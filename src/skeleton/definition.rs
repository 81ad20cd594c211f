use std::collections::{BTreeSet, HashMap};

use nalgebra::Vector3;

use super::layouts::Layout;
use super::Role;
use crate::error::CatalogError;

/// ベンダー別スケルトン定義（不変）
///
/// 関節名の並びが配列インデックス `0..N-1` を決める。
/// 構築時にロール・名前の索引とボーンのインデックス対を一度だけ作る。
#[derive(Debug, Clone)]
pub struct SkeletonDefinition {
    name: String,
    joint_names: Vec<String>,
    roles: HashMap<Role, usize>,
    normalized_names: HashMap<String, usize>,
    bones: BTreeSet<(usize, usize)>,
}

impl SkeletonDefinition {
    /// 関節リストとボーン（関節名ペア）から定義を構築
    pub fn new<S: AsRef<str>>(
        name: &str,
        joints: &[(S, Option<Role>)],
        bones: &[(S, S)],
    ) -> Result<Self, CatalogError> {
        let joint_names: Vec<String> = joints.iter().map(|(n, _)| n.as_ref().to_string()).collect();

        let mut roles = HashMap::new();
        let mut normalized_names = HashMap::new();
        for (index, (joint, role)) in joints.iter().enumerate() {
            if let Some(role) = role {
                roles.entry(*role).or_insert(index);
            }
            normalized_names
                .entry(normalize_joint_name(joint.as_ref()))
                .or_insert(index);
        }

        let lookup = |joint: &str| -> Result<usize, CatalogError> {
            joint_names
                .iter()
                .position(|n| n == joint)
                .ok_or_else(|| CatalogError::InvalidLayout {
                    skeleton: name.to_string(),
                    joint: joint.to_string(),
                })
        };
        let mut bone_set = BTreeSet::new();
        for (a, b) in bones {
            bone_set.insert((lookup(a.as_ref())?, lookup(b.as_ref())?));
        }

        Ok(Self {
            name: name.to_string(),
            joint_names,
            roles,
            normalized_names,
            bones: bone_set,
        })
    }

    pub(crate) fn from_layout(layout: &Layout) -> Result<Self, CatalogError> {
        Self::new(layout.name, layout.joints, layout.bones)
    }

    pub fn name(&self) -> &str {
        &self.name
    }

    pub fn num_keypoints(&self) -> usize {
        self.joint_names.len()
    }

    /// ロールに対応する配列インデックス（専用関節がない場合は None）
    pub fn role_index(&self, role: Role) -> Option<usize> {
        self.roles.get(&role).copied()
    }

    /// ボーンのインデックス対
    pub fn bones(&self) -> &BTreeSet<(usize, usize)> {
        &self.bones
    }

    pub fn joint_names(&self) -> &[String] {
        &self.joint_names
    }

    pub fn joint_name(&self, index: usize) -> Option<&str> {
        self.joint_names.get(index).map(String::as_str)
    }

    /// 関節名からインデックスを引く（大文字小文字・名前空間接頭辞を無視）
    pub fn index_of(&self, joint: &str) -> Option<usize> {
        self.normalized_names.get(&normalize_joint_name(joint)).copied()
    }

    pub(crate) fn normalized_name_set(&self) -> impl Iterator<Item = &String> {
        self.normalized_names.keys()
    }

    /// ロールの3D位置を解決
    ///
    /// 専用関節を持たないレイアウトでは派生位置を使う:
    /// Neck = 両肩の中点、Head = Nose → Neck、Pelvis = 両腰の中点。
    /// 非有限値の座標は欠損扱い。
    pub fn resolve(&self, role: Role, positions: &[[f64; 3]]) -> Option<Vector3<f64>> {
        if let Some(index) = self.role_index(role) {
            let p = positions.get(index)?;
            let v = Vector3::new(p[0], p[1], p[2]);
            return v.iter().all(|c| c.is_finite()).then_some(v);
        }
        match role {
            Role::Neck => self.midpoint(Role::LeftShoulder, Role::RightShoulder, positions),
            Role::Head => self
                .resolve(Role::Nose, positions)
                .or_else(|| self.resolve(Role::Neck, positions)),
            Role::Pelvis => self.midpoint(Role::LeftHip, Role::RightHip, positions),
            _ => None,
        }
    }

    fn midpoint(&self, a: Role, b: Role, positions: &[[f64; 3]]) -> Option<Vector3<f64>> {
        let a = self.resolve(a, positions)?;
        let b = self.resolve(b, positions)?;
        Some((a + b) / 2.0)
    }
}

/// 関節名の正規化
///
/// 名前空間（`mixamorig:Hips`, `Armature|Hips`）を落とし、
/// 英数字のみを小文字で残す。
pub fn normalize_joint_name(name: &str) -> String {
    let base = name.rsplit(|c: char| c == ':' || c == '|').next().unwrap_or(name);
    base.chars()
        .filter(|c| c.is_ascii_alphanumeric())
        .map(|c| c.to_ascii_lowercase())
        .collect()
}

#[cfg(test)]
mod tests {
    use super::*;
    use crate::skeleton::layouts;

    #[test]
    fn test_normalize_joint_name() {
        assert_eq!(normalize_joint_name("mixamorig:LeftArm"), "leftarm");
        assert_eq!(normalize_joint_name("LEFT_SHOULDER"), "leftshoulder");
        assert_eq!(normalize_joint_name("Armature|Hips"), "hips");
        assert_eq!(normalize_joint_name(" left-eye "), "lefteye");
    }

    #[test]
    fn test_coco_definition() {
        let coco = SkeletonDefinition::from_layout(&layouts::COCO).unwrap();
        assert_eq!(coco.num_keypoints(), 17);
        assert_eq!(coco.role_index(Role::LeftHip), Some(11));
        assert_eq!(coco.role_index(Role::Neck), None);
        assert_eq!(coco.bones().len(), 16);
        assert!(coco.bones().contains(&(11, 12)));
        assert_eq!(coco.index_of("RIGHT_ANKLE"), Some(16));
    }

    #[test]
    fn test_invalid_bone_rejected() {
        let joints = [("a", None), ("b", None)];
        let bones = [("a", "c")];
        let err = SkeletonDefinition::new("broken", &joints, &bones).unwrap_err();
        assert_eq!(
            err,
            CatalogError::InvalidLayout { skeleton: "broken".into(), joint: "c".into() }
        );
    }

    #[test]
    fn test_resolve_derived_neck() {
        let coco = SkeletonDefinition::from_layout(&layouts::COCO).unwrap();
        let mut positions = vec![[0.0; 3]; 17];
        positions[5] = [0.2, 0.0, 1.4];
        positions[6] = [-0.2, 0.0, 1.5];
        let neck = coco.resolve(Role::Neck, &positions).unwrap();
        assert!((neck - Vector3::new(0.0, 0.0, 1.45)).norm() < 1e-12);
        // COCO の Head は Nose にフォールバック
        positions[0] = [0.0, 0.1, 1.6];
        let head = coco.resolve(Role::Head, &positions).unwrap();
        assert!((head.z - 1.6).abs() < 1e-12);
    }

    #[test]
    fn test_resolve_missing_or_nan() {
        let coco = SkeletonDefinition::from_layout(&layouts::COCO).unwrap();
        let mut positions = vec![[0.0; 3]; 17];
        positions[11] = [f64::NAN, 0.0, 0.0];
        assert!(coco.resolve(Role::LeftHip, &positions).is_none());
        assert!(coco.resolve(Role::LeftHip, &positions[..5]).is_none());
        assert!(coco.resolve(Role::LeftHeel, &positions).is_none());
    }
}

§ WORK ORDER:
From top to bottom, repeat the material above word for word.

§ ANSWER TO THE PROBLEM:
filename src/skeleton/definition.rs
repository 81ad20cd594c211f
use std::collections::{BTreeSet, HashMap};

use nalgebra::Vector3;

use super::layouts::Layout;
use super::Role;
use crate::error::CatalogError;

/// ベンダー別スケルトン定義（不変）
///
/// 関節名の並びが配列インデックス `0..N-1` を決める。
/// 構築時にロール・名前の索引とボーンのインデックス対を一度だけ作る。
#[derive(Debug, Clone)]
pub struct SkeletonDefinition {
    name: String,
    joint_names: Vec<String>,
    roles: HashMap<Role, usize>,
    normalized_names: HashMap<String, usize>,
    bones: BTreeSet<(usize, usize)>,
}

impl SkeletonDefinition {
    /// 関節リストとボーン（関節名ペア）から定義を構築
    pub fn new<S: AsRef<str>>(
        name: &str,
        joints: &[(S, Option<Role>)],
        bones: &[(S, S)],
    ) -> Result<Self, CatalogError> {
        let joint_names: Vec<String> = joints.iter().map(|(n, _)| n.as_ref().to_string()).collect();

        let mut roles = HashMap::new();
        let mut normalized_names = HashMap::new();
        for (index, (joint, role)) in joints.iter().enumerate() {
            if let Some(role) = role {
                roles.entry(*role).or_insert(index);
            }
            normalized_names
                .entry(normalize_joint_name(joint.as_ref()))
                .or_insert(index);
        }

        let lookup = |joint: &str| -> Result<usize, CatalogError> {
            joint_names
                .iter()
                .position(|n| n == joint)
                .ok_or_else(|| CatalogError::InvalidLayout {
                    skeleton: name.to_string(),
                    joint: joint.to_string(),
                })
        };
        let mut bone_set = BTreeSet::new();
        for (a, b) in bones {
            bone_set.insert((lookup(a.as_ref())?, lookup(b.as_ref())?));
        }

        Ok(Self {
            name: name.to_string(),
            joint_names,
            roles,
            normalized_names,
            bones: bone_set,
        })
    }

    pub(crate) fn from_layout(layout: &Layout) -> Result<Self, CatalogError> {
        Self::new(layout.name, layout.joints, layout.bones)
    }

    pub fn name(&self) -> &str {
        &self.name
    }

    pub fn num_keypoints(&self) -> usize {
        self.joint_names.len()
    }

    /// ロールに対応する配列インデックス（専用関節がない場合は None）
    pub fn role_index(&self, role: Role) -> Option<usize> {
        self.roles.get(&role).copied()
    }

    /// ボーンのインデックス対
    pub fn bones(&self) -> &BTreeSet<(usize, usize)> {
        &self.bones
    }

    pub fn joint_names(&self) -> &[String] {
        &self.joint_names
    }

    pub fn joint_name(&self, index: usize) -> Option<&str> {
        self.joint_names.get(index).map(String::as_str)
    }

    /// 関節名からインデックスを引く（大文字小文字・名前空間接頭辞を無視）
    pub fn index_of(&self, joint: &str) -> Option<usize> {
        self.normalized_names.get(&normalize_joint_name(joint)).copied()
    }

    pub(crate) fn normalized_name_set(&self) -> impl Iterator<Item = &String> {
        self.normalized_names.keys()
    }

    /// ロールの3D位置を解決
    ///
    /// 専用関節を持たないレイアウトでは派生位置を使う:
    /// Neck = 両肩の中点、Head = Nose → Neck、Pelvis = 両腰の中点。
    /// 非有限値の座標は欠損扱い。
    pub fn resolve(&self, role: Role, positions: &[[f64; 3]]) -> Option<Vector3<f64>> {
        if let Some(index) = self.role_index(role) {
            let p = positions.get(index)?;
            let v = Vector3::new(p[0], p[1], p[2]);
            return v.iter().all(|c| c.is_finite()).then_some(v);
        }
        match role {
            Role::Neck => self.midpoint(Role::LeftShoulder, Role::RightShoulder, positions),
            Role::Head => self
                .resolve(Role::Nose, positions)
                .or_else(|| self.resolve(Role::Neck, positions)),
            Role::Pelvis => self.midpoint(Role::LeftHip, Role::RightHip, positions),
            _ => None,
        }
    }

    fn midpoint(&self, a: Role, b: Role, positions: &[[f64; 3]]) -> Option<Vector3<f64>> {
        let a = self.resolve(a, positions)?;
        let b = self.resolve(b, positions)?;
        Some((a + b) / 2.0)
    }
}

/// 関節名の正規化
///
/// 名前空間（`mixamorig:Hips`, `Armature|Hips`）を落とし、
/// 英数字のみを小文字で残す。
pub fn normalize_joint_name(name: &str) -> String {
    let base = name.rsplit(|c: char| c == ':' || c == '|').next().unwrap_or(name);
    base.chars()
        .filter(|c| c.is_ascii_alphanumeric())
        .map(|c| c.to_ascii_lowercase())
        .collect()
}

#[cfg(test)]
mod tests {
    use super::*;
    use crate::skeleton::layouts;

    #[test]
    fn test_normalize_joint_name() {
        assert_eq!(normalize_joint_name("mixamorig:LeftArm"), "leftarm");
        assert_eq!(normalize_joint_name("LEFT_SHOULDER"), "leftshoulder");
        assert_eq!(normalize_joint_name("Armature|Hips"), "hips");
        assert_eq!(normalize_joint_name(" left-eye "), "lefteye");
    }

    #[test]
    fn test_coco_definition() {
        let coco = SkeletonDefinition::from_layout(&layouts::COCO).unwrap();
        assert_eq!(coco.num_keypoints(), 17);
        assert_eq!(coco.role_index(Role::LeftHip), Some(11));
        assert_eq!(coco.role_index(Role::Neck), None);
        assert_eq!(coco.bones().len(), 16);
        assert!(coco.bones().contains(&(11, 12)));
        assert_eq!(coco.index_of("RIGHT_ANKLE"), Some(16));
    }

    #[test]
    fn test_invalid_bone_rejected() {
        let joints = [("a", None), ("b", None)];
        let bones = [("a", "c")];
        let err = SkeletonDefinition::new("broken", &joints, &bones).unwrap_err();
        assert_eq!(
            err,
            CatalogError::InvalidLayout { skeleton: "broken".into(), joint: "c".into() }
        );
    }

    #[test]
    fn test_resolve_derived_neck() {
        let coco = SkeletonDefinition::from_layout(&layouts::COCO).unwrap();
        let mut positions = vec![[0.0; 3]; 17];
        positions[5] = [0.2, 0.0, 1.4];
        positions[6] = [-0.2, 0.0, 1.5];
        let neck = coco.resolve(Role::Neck, &positions).unwrap();
        assert!((neck - Vector3::new(0.0, 0.0, 1.45)).norm() < 1e-12);
        // COCO の Head は Nose にフォールバック
        positions[0] = [0.0, 0.1, 1.6];
        let head = coco.resolve(Role::Head, &positions).unwrap();
        assert!((head.z - 1.6).abs() < 1e-12);
    }

    #[test]
    fn test_resolve_missing_or_nan() {
        let coco = SkeletonDefinition::from_layout(&layouts::COCO).unwrap();
        let mut positions = vec![[0.0; 3]; 17];
        positions[11] = [f64::NAN, 0.0, 0.0];
        assert!(coco.resolve(Role::LeftHip, &positions).is_none());
        assert!(coco.resolve(Role::LeftHip, &positions[..5]).is_none());
        assert!(coco.resolve(Role::LeftHeel, &positions).is_none());
    }
}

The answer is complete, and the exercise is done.